If your role has the Manage Data Sources privilege, perform the following steps to create an external data source for Apache Atlas:

Procedure

  1. Click Management in the left navigation menu.

    The Manage Your Environment page opens.
  2. Click Add New in the Data Sources card then Add External Data Source.

    The Create External Data Source page opens.
  3. Specify the following information for the connection to your external data source:

    FieldDescription
    External Data Source NameSpecify the name of your data source. This name is used in Data Catalog, so it should be something your Data Catalog users recognize.
    NoteNames must start with a letter, and must contain only letters, digits, and underscores. White spaces in names are not supported.
    DescriptionSpecify a description of your data source.
    External Data Source TypeSelect Atlas to establish a connection with your data source and the Atlas service.
    URLConnection URL for the Atlas service. This URL should include the host name and port for the Atlas service.
    Atlas UsernameName of the Atlas user with the applicable permissions to perform the import and export operations.
    Atlas PasswordPassword for the Atlas user.
    Atlas Cluster NameName of the cluster containing Atlas.
  4. Click Test Connection to test your connection to the specified data source.

  5. (Optional) Enter a Note for any information you need to share with others who might access this data source.

  6. Click Create Data Source to establish your data source connection.

Results

The data source is created and the count of external data sources is incremented on the Data Sources card.

Edit a data source

You can edit a data source as needed.

Two data sources can have overlapping source paths such that the same Source Path and URL are used, but they should have different names. For example, if a data source ds1 has the path "/" and the URLhdfs://aa:2000, you can create another data source with the same path and URL, named ds2.

NoteSome details about an existing data source, such as source path and data source type, cannot be changed and are unavailable for editing.

Perform the following steps to edit a data source:

Procedure

  1. Click Management in the left navigation menu and click Data Sources.

  2. Locate the data source that you want to edit and then click the View Details (>) icon at the right end of the row for the data source.

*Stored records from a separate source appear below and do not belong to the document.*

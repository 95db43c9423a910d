//! Production host implementation
//!
//! Owns the document being generated and performs actual filesystem I/O
//! when the driver reaches a save primitive.

use std::path::Path;

use tracing::debug;

use super::traits::HostEnv;
use crate::document::Document;
use crate::outcome::Outcome;

/// Host that persists an owned [`Document`] to disk.
#[derive(Debug)]
pub struct DocumentEnv {
    document: Document,
}

impl DocumentEnv {
    pub fn new(document: Document) -> Self {
        Self { document }
    }
}

impl HostEnv for DocumentEnv {
    fn save(&mut self, destination: &Path) -> Outcome<(), String> {
        debug!(destination = %destination.display(), "saving document");
        match self.document.persist(destination) {
            Ok(()) => Outcome::Success(()),
            Err(err) => Outcome::Failure(format!(
                "write to {} failed: {err}",
                destination.display()
            )),
        }
    }
}

#[cfg(test)]
mod tests {
    use super::*;

    fn test_env() -> DocumentEnv {
        DocumentEnv::new(Document::hello_world().expect("document should build"))
    }

    #[test]
    fn test_save_writes_document_to_disk() {
        let dir = tempfile::tempdir().unwrap();
        let destination = dir.path().join("out.pdf");

        let mut env = test_env();
        assert!(env.save(&destination).is_success());
        assert!(destination.exists());
    }

    #[test]
    fn test_save_reports_diagnostic_on_failure() {
        let mut env = test_env();
        let destination = Path::new("/nonexistent-ebb-dir/out.pdf");

        match env.save(destination) {
            Outcome::Failure(diagnostic) => {
                assert!(diagnostic.contains("failed"));
                assert!(diagnostic.contains("nonexistent-ebb-dir"));
            }
            Outcome::Success(()) => panic!("save into a missing directory should fail"),
        }
    }
}
//! Host-effect boundary
//!
//! The single point where the runtime meets the outside world. This module
//! provides:
//!
//! - **Traits**: [`HostEnv`], the contract the hosting process fulfills,
//!   and [`HostOp`], the payload of a primitive descriptor
//! - **Real implementation**: [`DocumentEnv`], which owns the document and
//!   writes it to disk
//! - **Mock implementation**: [`MockHostEnv`], in-memory and scriptable,
//!   for testing without I/O
//! - **Primitive constructors**: [`save`], the one primitive effect this
//!   runtime defines
//!
//! ```
//! use ebb::env::{save, MockHostEnv};
//! use ebb::outcome::Outcome;
//! use ebb::task::Task;
//!
//! let mut host = MockHostEnv::failing("disk full");
//! Task::from_effect(save("out.pdf")).attempt(&mut host, |outcome| {
//!     assert_eq!(outcome, Outcome::Failure("disk full".to_string()));
//! });
//! ```

mod mock;
mod real;
mod traits;

pub use mock::MockHostEnv;
pub use real::DocumentEnv;
pub use traits::{HostEnv, HostOp};

use std::path::PathBuf;

use crate::effect::{primitive, Effect};
use crate::outcome::Outcome;

/// Describe persisting the host's content to `destination`.
///
/// Building the descriptor performs nothing; the save happens only when the
/// descriptor is driven, and its outcome carries either an empty success or
/// a diagnostic string from the host.
pub fn save(destination: impl Into<PathBuf>) -> Effect<Outcome<(), String>> {
    primitive(HostOp::Save {
        destination: destination.into(),
    })
}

    The Data source page opens.
  3. Edit the fields, then click Test Connection to verify your connection to the specified data source.

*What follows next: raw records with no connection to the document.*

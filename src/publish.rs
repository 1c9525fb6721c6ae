use crate::{
    error::{ProxyError, ProxyResult},
    registry::PackageDocument,
};

#[derive(Debug, Clone, Copy, PartialEq, Eq)]
pub enum PublishDecision {
    Accept,
    Conflict,
}

/// Rejects a publish whose `dist-tags.latest` is already a published version.
///
/// Nothing beyond that is checked: no semver ordering, no merging, no storage.
pub fn check(
    existing: Option<&PackageDocument>,
    proposed: &PackageDocument,
) -> ProxyResult<PublishDecision> {
    let latest = proposed
        .latest()
        .ok_or_else(|| ProxyError::bad_request("publish is missing dist-tags.latest"))?;

    let taken = existing.is_some_and(|document| document.has_version(latest));
    Ok(if taken {
        PublishDecision::Conflict
    } else {
        PublishDecision::Accept
    })
}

  4. Click Save Data Source.

Remove a data source

You remove a data source by removing its related root virtual folder. A data source in Data Catalog holds the connection information in an external database or HDFS system, while a virtual folder is the logical mapping of the connection. Removing the root virtual folder of a data source deletes all the dependencies including, but not limited to, deleting any related virtual folder representations and children, asset associations in job templates, and term associations.

Perform the following steps to remove the root virtual folder of a data source:

Procedure

  1. Click Management in the left navigation menu and click Data Sources.

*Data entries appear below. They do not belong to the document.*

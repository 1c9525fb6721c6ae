//! Login and bearer-token resolution.

use std::{collections::HashMap, time::Duration};

use anyhow::anyhow;
use argon2::{
    Algorithm, Argon2, Params, PasswordHash, PasswordHasher, PasswordVerifier, Version,
    password_hash::{SaltString, rand_core::OsRng},
};
use chrono::Utc;
use elephant_adapter::{
    AnyTokenBackend, MemoryTokenBackend, RedbTokenBackend, TokenBackend, TokenRecord,
};
use rand::RngCore;
use serde::Deserialize;
use sha2::{Digest, Sha256};
use tracing::{debug, info, warn};

use crate::{
    config::{AuthConfig, UserEntry},
    error::{ProxyError, ProxyResult},
};

const TOKEN_BYTES: usize = 24;
const MAX_MINT_ATTEMPTS: usize = 4;

/// Login body as sent by `npm login` (`PUT /-/user/org.couchdb.user:<name>`).
#[derive(Debug, Clone, Deserialize)]
pub struct Credentials {
    #[serde(alias = "user")]
    pub name: String,
    #[serde(alias = "pass")]
    pub password: String,
}

/// Issues and resolves bearer tokens for the configured users.
///
/// Only the SHA-256 digest of a token reaches the backend.
pub struct TokenStore<B> {
    backend: B,
    users: HashMap<String, String>,
    /// Verified in place of a real hash for unknown users, so both ways of
    /// failing a login cost one Argon2 verification.
    decoy: Option<String>,
    ttl: Option<Duration>,
}

impl<B: TokenBackend> TokenStore<B> {
    pub fn new(backend: B, users: &[UserEntry], ttl: Option<Duration>) -> Self {
        let users = users
            .iter()
            .map(|user| (user.name.clone(), user.password_hash.clone()))
            .collect();
        let decoy = decoy_hash(&users);
        Self {
            backend,
            users,
            decoy,
            ttl,
        }
    }

    /// Verifies the credentials and mints a fresh token bound to the user.
    pub async fn authenticate(&self, credentials: &Credentials) -> ProxyResult<String> {
        let (hash, known) = match self.users.get(&credentials.name) {
            Some(hash) => (hash.clone(), true),
            None => match &self.decoy {
                Some(decoy) => (decoy.clone(), false),
                None => return Err(ProxyError::Unauthorized),
            },
        };

        let password = credentials.password.clone();
        let verified = tokio::task::spawn_blocking(move || verify_password(&hash, &password))
            .await
            .map_err(|err| anyhow!("password verification task failed: {err}"))?;
        if !known {
            debug!(user = %credentials.name, "login for unknown user");
            return Err(ProxyError::Unauthorized);
        }
        if !verified {
            debug!(user = %credentials.name, "login with wrong password");
            return Err(ProxyError::Unauthorized);
        }

        let record = TokenRecord {
            username: credentials.name.clone(),
            created_at: Utc::now(),
        };
        for _ in 0..MAX_MINT_ATTEMPTS {
            let token = random_token_hex(TOKEN_BYTES);
            if self
                .backend
                .insert_if_absent(&token_key(&token), &record)
                .await?
            {
                info!(user = %credentials.name, "issued auth token");
                return Ok(token);
            }
            warn!("token collision, minting another");
        }
        Err(anyhow!("could not mint a unique token").into())
    }

    /// Resolves a bearer token to its username.
    pub async fn find_by_token(&self, token: &str) -> ProxyResult<String> {
        if !is_well_formed(token) {
            return Err(ProxyError::Unauthorized);
        }
        let key = token_key(token);
        let Some(record) = self.backend.get(&key).await? else {
            return Err(ProxyError::Unauthorized);
        };

        if let Some(ttl) = self.ttl {
            let age = (Utc::now() - record.created_at)
                .to_std()
                .unwrap_or_default();
            if age >= ttl {
                debug!(user = %record.username, "auth token expired");
                self.backend.remove(&key).await?;
                return Err(ProxyError::Unauthorized);
            }
        }
        Ok(record.username)
    }

    /// Deletes a token. Returns whether it existed.
    pub async fn revoke(&self, token: &str) -> ProxyResult<bool> {
        if !is_well_formed(token) {
            return Ok(false);
        }
        let removed = self.backend.remove(&token_key(token)).await?;
        if removed {
            info!("revoked auth token");
        }
        Ok(removed)
    }

    pub async fn issued(&self) -> ProxyResult<usize> {
        Ok(self.backend.count().await?)
    }
}

/// In-memory tokens unless `auth.tokens_path` names a redb file.
pub fn open_backend(config: &AuthConfig) -> anyhow::Result<AnyTokenBackend> {
    let backend = match &config.tokens_path {
        Some(path) => AnyTokenBackend::Redb(RedbTokenBackend::open(path)?),
        None => AnyTokenBackend::Memory(MemoryTokenBackend::new()),
    };
    info!(backend = backend.kind(), "token store ready");
    Ok(backend)
}

/// Argon2id PHC string for a password, suitable for `[[auth.users]]`.
pub fn hash_password(password: &str) -> anyhow::Result<String> {
    hash_with(&Argon2::default(), password)
}

fn hash_with(argon2: &Argon2<'_>, password: &str) -> anyhow::Result<String> {
    let salt = SaltString::generate(&mut OsRng);
    argon2
        .hash_password(password.as_bytes(), &salt)
        .map(|hash| hash.to_string())
        .map_err(|err| anyhow!("hashing password: {err}"))
}

/// A throwaway hash with the same cost as the configured ones. `None` when
/// no users are configured, since every login fails the same way then.
fn decoy_hash(users: &HashMap<String, String>) -> Option<String> {
    if users.is_empty() {
        return None;
    }
    let argon2 = users
        .values()
        .find_map(|hash| {
            let parsed = PasswordHash::new(hash).ok()?;
            let algorithm = Algorithm::try_from(parsed.algorithm).ok()?;
            let params = Params::try_from(&parsed).ok()?;
            Some(Argon2::new(algorithm, Version::V0x13, params))
        })
        .unwrap_or_default();
    match hash_with(&argon2, &random_token_hex(TOKEN_BYTES)) {
        Ok(hash) => Some(hash),
        Err(err) => {
            warn!(error = %err, "could not prepare decoy password hash");
            None
        }
    }
}

fn verify_password(hash: &str, password: &str) -> bool {
    let Ok(parsed) = PasswordHash::new(hash) else {
        warn!("configured password hash is not a valid PHC string");
        return false;
    };
    Argon2::default()
        .verify_password(password.as_bytes(), &parsed)
        .is_ok()
}

fn random_token_hex(bytes: usize) -> String {
    let mut buf = vec![0_u8; bytes];
    rand::rng().fill_bytes(&mut buf);
    hex::encode(buf)
}

fn token_key(token: &str) -> String {
    let mut hasher = Sha256::new();
    hasher.update(token.as_bytes());
    hex::encode(hasher.finalize())
}

fn is_well_formed(token: &str) -> bool {
    !token.is_empty() && token.len() <= 256 && token.chars().all(|c| c.is_ascii_graphic())
}


#[cfg(test)]
mod tests {
    use super::testing::cheap_hash;
    use super::*;
    use tokio_test::{assert_err, assert_ok};

    fn store(ttl: Option<Duration>) -> TokenStore<MemoryTokenBackend> {
        let users = vec![
            UserEntry {
                name: "a".to_string(),
                password_hash: cheap_hash("secret"),
            },
            UserEntry {
                name: "b".to_string(),
                password_hash: cheap_hash("other"),
            },
        ];
        TokenStore::new(MemoryTokenBackend::new(), &users, ttl)
    }

    fn credentials(name: &str, password: &str) -> Credentials {
        Credentials {
            name: name.to_string(),
            password: password.to_string(),
        }
    }

    #[tokio::test]
    async fn login_then_lookup_round_trip() {
        let store = store(None);
        let token = store.authenticate(&credentials("a", "secret")).await.unwrap();

        assert_eq!(token.len(), TOKEN_BYTES * 2);
        assert_eq!(store.find_by_token(&token).await.unwrap(), "a");
        assert!(matches!(
            store.find_by_token("garbage").await,
            Err(ProxyError::Unauthorized)
        ));
    }

    #[tokio::test]
    async fn every_login_mints_a_new_token() {
        let store = store(None);
        let first = store.authenticate(&credentials("a", "secret")).await.unwrap();
        let second = store.authenticate(&credentials("a", "secret")).await.unwrap();

        assert_ne!(first, second);
        assert_eq!(store.issued().await.unwrap(), 2);
        assert_eq!(store.find_by_token(&first).await.unwrap(), "a");
        assert_eq!(store.find_by_token(&second).await.unwrap(), "a");
    }

    #[tokio::test]
    async fn unknown_user_and_wrong_password_look_the_same() {
        let store = store(None);
        let wrong_password = store.authenticate(&credentials("a", "nope")).await.unwrap_err();
        let unknown_user = store.authenticate(&credentials("zed", "secret")).await.unwrap_err();

        assert!(matches!(wrong_password, ProxyError::Unauthorized));
        assert!(matches!(unknown_user, ProxyError::Unauthorized));
        assert_eq!(wrong_password.to_string(), unknown_user.to_string());
        assert_eq!(store.issued().await.unwrap(), 0);
    }

    #[test]
    fn unknown_users_are_checked_against_a_decoy_of_equal_cost() {
        let store = store(None);
        let decoy = store.decoy.as_deref().unwrap();
        let decoy = PasswordHash::new(decoy).unwrap();
        let configured = PasswordHash::new(&store.users["a"]).unwrap();

        assert_eq!(decoy.algorithm, configured.algorithm);
        assert_eq!(
            Params::try_from(&decoy).unwrap(),
            Params::try_from(&configured).unwrap()
        );
        assert!(!verify_password(decoy.to_string().as_str(), "secret"));
    }

    #[test]
    fn no_users_means_no_decoy() {
        let store = TokenStore::new(MemoryTokenBackend::new(), &[], None);
        assert!(store.decoy.is_none());
    }

    #[tokio::test]
    async fn password_of_another_user_is_rejected() {
        let store = store(None);
        assert!(store.authenticate(&credentials("a", "other")).await.is_err());
        let token = store.authenticate(&credentials("b", "other")).await.unwrap();
        assert_eq!(store.find_by_token(&token).await.unwrap(), "b");
    }

    #[tokio::test]
    async fn malformed_tokens_are_invalid() {
        let store = store(None);
        let oversized = "x".repeat(300);
        for token in ["", "has space", "tab\there", oversized.as_str()] {
            assert!(matches!(
                store.find_by_token(token).await,
                Err(ProxyError::Unauthorized)
            ));
        }
    }

    #[tokio::test]
    async fn revoked_token_stops_resolving() {
        let store = store(None);
        let token = assert_ok!(store.authenticate(&credentials("a", "secret")).await);

        assert!(assert_ok!(store.revoke(&token).await));
        assert!(!assert_ok!(store.revoke(&token).await));
        assert_err!(store.find_by_token(&token).await);
    }

    #[tokio::test]
    async fn expired_token_is_invalid_and_purged() {
        let store = store(Some(Duration::from_millis(20)));
        let token = store.authenticate(&credentials("a", "secret")).await.unwrap();
        assert_eq!(store.find_by_token(&token).await.unwrap(), "a");

        tokio::time::sleep(Duration::from_millis(40)).await;
        assert!(matches!(
            store.find_by_token(&token).await,
            Err(ProxyError::Unauthorized)
        ));
        assert_eq!(store.issued().await.unwrap(), 0);
    }

    #[tokio::test]
    async fn concurrent_logins_get_distinct_tokens() {
        let store = std::sync::Arc::new(store(None));
        let tasks: Vec<_> = (0..8)
            .map(|_| {
                let store = std::sync::Arc::clone(&store);
                tokio::spawn(async move { store.authenticate(&credentials("a", "secret")).await })
            })
            .collect();

        let mut tokens = std::collections::HashSet::new();
        for task in tasks {
            tokens.insert(task.await.unwrap().unwrap());
        }
        assert_eq!(tokens.len(), 8);
        assert_eq!(store.issued().await.unwrap(), 8);
    }

    #[test]
    fn credentials_accept_short_aliases() {
        let parsed: Credentials =
            serde_json::from_str(r#"{"user":"a","pass":"secret"}"#).unwrap();
        assert_eq!(parsed.name, "a");
        let parsed: Credentials = serde_json::from_str(
            r#"{"_id":"org.couchdb.user:a","name":"a","password":"secret","type":"user"}"#,
        )
        .unwrap();
        assert_eq!(parsed.password, "secret");
    }

    #[test]
    fn hash_password_produces_verifiable_phc() {
        let hash = cheap_hash("hunter2");
        assert!(hash.starts_with("$argon2id$"));
        assert!(verify_password(&hash, "hunter2"));
        assert!(!verify_password(&hash, "hunter3"));
        assert!(!verify_password("not-a-phc", "hunter2"));
    }

    #[tokio::test]
    async fn tokens_survive_reopening_redb_backend() {
        let dir = tempfile::tempdir().unwrap();
        let config = AuthConfig {
            tokens_path: Some(dir.path().join("state/tokens.redb")),
            token_ttl_secs: None,
            users: vec![UserEntry {
                name: "a".to_string(),
                password_hash: cheap_hash("secret"),
            }],
        };

        let token = {
            let backend = open_backend(&config).unwrap();
            assert_eq!(backend.kind(), "redb");
            let store = TokenStore::new(backend, &config.users, None);
            store.authenticate(&credentials("a", "secret")).await.unwrap()
        };

        let store = TokenStore::new(open_backend(&config).unwrap(), &config.users, None);
        assert_eq!(store.find_by_token(&token).await.unwrap(), "a");
    }

    #[test]
    fn default_backend_is_memory() {
        let backend = open_backend(&AuthConfig::default()).unwrap();
        assert_eq!(backend.kind(), "memory");
    }

    #[test]
    fn token_key_is_sha256_hex() {
        let key = token_key("abc");
        assert_eq!(
            key,
            "ba7816bf8f01cfea414140de5dae2223b00361a396177a9cb410ff61f20015ad"
        );
    }
}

  2. Locate the data source that you want to remove, then click the View Details (>) icon at the right end of the row for the data source.

    The Data source page opens.
  3. Click Remove Data Source.

    The Delete dialog box opens. The Delete dialog box lists the detected dependencies of the data source.
  4. Review the dependencies, enter the name of the data source to be removed, and click Confirm.

Results

A confirmation message appears after the data source is removed.
CautionAllow time between removing a data source and the actual removal of all dependencies. This time depends on the data source size and the number of dependencies. Plan carefully and allow time when reusing names of removed data sources. If you do reuse the name of a recently removed data source for a new data source, an error may occur, especially if the size of the removed data source is large. Removing the data source continues as a background job. Allow time for updating Data Catalog documents. If you encounter this situation, try again later.